President Bush incurred the wrath of America’s civil libertarians and Bill of Rights enthusiasts (this writer included) with the enactment, shortly after 9/11, of the Patriot Act and the creation of the Orwellian Department of Homeland Security. A welter of new intrusions on the privacy of Americans followed, including stepped-up airport security that arbitrarily placed thousands of Americans on secret “no-fly” lists, ramped up warrantless surveillance of e-mails, phone calls, and other activities, and Draconian new identification requirements, including absurd strictures mandating passports for travel to Canada and Mexico and much more rigid standards for opening bank accounts.

Candidate Obama professed to abhor such compromises of long-cherished civil liberties protected in the Fourth Amendment and elsewhere. In March 2007, for example, he called for homeland security that “must protect citizens, not intrude on them.” But once in office, he quickly embraced the new security-at-any-cost mentality that has been driving American domestic policy for almost a decade. In the wake of the clumsy Christmas attempt to bring down a domestic jetliner last year, President Obama hastily authorized the use of stimulus monies for the TSA to install new backscatter body-imaging machines at all major airports. These machines electronically undress hapless passengers, producing images so graphic that the viewer can tell, for example, whether or not a male passenger has been circumcised. For those who “opt out” of this procedure, the TSA now conducts full body pat-downs in which every part of the body, including private parts, are touched. These devices and the mandatory pat-downs that are the only alternative are quite possibly the worst invasion of privacy and the most flagitious disregard of the Fourth Amendment ever embarked upon by the federal government, yet President Obama, onetime professed champion of civil liberties, has imposed them on us without so much as a by-your-leave.

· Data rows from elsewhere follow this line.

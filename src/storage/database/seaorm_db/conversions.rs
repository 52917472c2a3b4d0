//! Entity <-> domain model conversions

use crate::core::models::{Batch, BatchStatus, Record, RecordFlags, RecordView};
use crate::utils::error::RegistryError;
use chrono::Utc;
use sea_orm::ActiveValue::Set;

use super::super::entities::{batch, record};

impl TryFrom<batch::Model> for Batch {
    type Error = RegistryError;

    fn try_from(model: batch::Model) -> Result<Self, Self::Error> {
        let status = model
            .status
            .parse::<BatchStatus>()
            .map_err(RegistryError::internal)?;
        Ok(Batch {
            id: model.id,
            filename: model.filename,
            cut_date: model.cut_date,
            total_records: model.total_records,
            status,
            created_at: model.created_at.with_timezone(&Utc),
        })
    }
}

impl From<record::Model> for Record {
    fn from(model: record::Model) -> Self {
        Record {
            id: model.id,
            batch_id: model.batch_id,
            row_number: model.row_number,
            run: model.run,
            check_digit: model.check_digit,
            first_names: model.first_names,
            paternal_surname: model.paternal_surname,
            maternal_surname: model.maternal_surname,
            birth_date: model.birth_date,
            gender: model.gender,
            tier: model.tier,
            cut_date: model.cut_date,
            facility_code: model.facility_code,
            facility_name: model.facility_name,
            origin_facility_code: model.origin_facility_code,
            origin_facility_name: model.origin_facility_name,
            origin_commune_code: model.origin_commune_code,
            origin_commune_name: model.origin_commune_name,
            destination_facility_code: model.destination_facility_code,
            destination_facility_name: model.destination_facility_name,
            destination_commune_code: model.destination_commune_code,
            destination_commune_name: model.destination_commune_name,
            flags: RecordFlags {
                transferred_in: model.transferred_in,
                transferred_out: model.transferred_out,
                newly_enrolled: model.newly_enrolled,
                previously_blocked: model.previously_blocked,
                rejected_ineligible: model.rejected_ineligible,
                rejected_deceased: model.rejected_deceased,
                authorized: model.authorized,
            },
            outcome: model.outcome,
            rejection_reason: model.rejection_reason,
            created_at: model.created_at.with_timezone(&Utc),
        }
    }
}

impl From<Record> for record::ActiveModel {
    fn from(r: Record) -> Self {
        record::ActiveModel {
            id: Set(r.id),
            batch_id: Set(r.batch_id),
            row_number: Set(r.row_number),
            run: Set(r.run),
            check_digit: Set(r.check_digit),
            first_names: Set(r.first_names),
            paternal_surname: Set(r.paternal_surname),
            maternal_surname: Set(r.maternal_surname),
            birth_date: Set(r.birth_date),
            gender: Set(r.gender),
            tier: Set(r.tier),
            cut_date: Set(r.cut_date),
            facility_code: Set(r.facility_code),
            facility_name: Set(r.facility_name),
            origin_facility_code: Set(r.origin_facility_code),
            origin_facility_name: Set(r.origin_facility_name),
            origin_commune_code: Set(r.origin_commune_code),
            origin_commune_name: Set(r.origin_commune_name),
            destination_facility_code: Set(r.destination_facility_code),
            destination_facility_name: Set(r.destination_facility_name),
            destination_commune_code: Set(r.destination_commune_code),
            destination_commune_name: Set(r.destination_commune_name),
            transferred_in: Set(r.flags.transferred_in),
            transferred_out: Set(r.flags.transferred_out),
            newly_enrolled: Set(r.flags.newly_enrolled),
            previously_blocked: Set(r.flags.previously_blocked),
            rejected_ineligible: Set(r.flags.rejected_ineligible),
            rejected_deceased: Set(r.flags.rejected_deceased),
            authorized: Set(r.flags.authorized),
            outcome: Set(r.outcome),
            rejection_reason: Set(r.rejection_reason),
            created_at: Set(r.created_at.into()),
        }
    }
}

/// Join a record with its owning batch into the listing view
pub(super) fn record_view((model, batch): (record::Model, Option<batch::Model>)) -> RecordView {
    RecordView {
        record: model.into(),
        batch_filename: batch.map(|b| b.filename).unwrap_or_default(),
    }
}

On issue after issue, in both foreign and domestic affairs, Presidents Bush and Obama agree far more often than not. When they do disagree, their differences are usually a matter of degree rather than of substance. And much the same could be said of every other President for several generations. With the sole exception of Calvin Coolidge, no American President since the First World War has done anything to challenge the ascendancy of certain special interests over the American body politic. While Presidents often squabble — with Congress, with electoral opponents, with the media — over policy points, none of them challenges any of the core policies near and dear to the elites who get them elected. This is why the “issues that matter” — fidelity to constitutional limits on government power, a wise foreign policy truly consecrated to American interests, and a sound monetary system — are never up for presidential review.

But these are the very issues upon which the survival of our country and our liberties ultimately depend. Absent prudent foreign policy, our country will morph into another lumbering imperial behemoth with nothing but a catalog of conquests to transmit to posterity. Without sound money and the limits it imposes on federal spending, the President and Congress will continue to run up debts and deficits until the economy collapses once and for all. And unless constitutional limits on government are re-enshrined, any and every pie-in-the-sky federal program, whether to socialize healthcare, reform education, or regulate every industry under the sun, will be enacted, to the lasting and perhaps permanent detriment of our cherished liberties.

Our Founders created the federal government to safeguard our liberties and our Republic, not to use the power of the state to re-engineer our entire way of life and to confer favors on the few at the expense of the many. But neither President Obama nor his predecessor shows any evidence of grasping this notion.

Nor, for that matter, will President Obama’s successor, be he Republican or Democrat, likely be any different, unless the disposition of the American public changes drastically. Only when it does will presidential elections become more than the usual menu of false alternatives.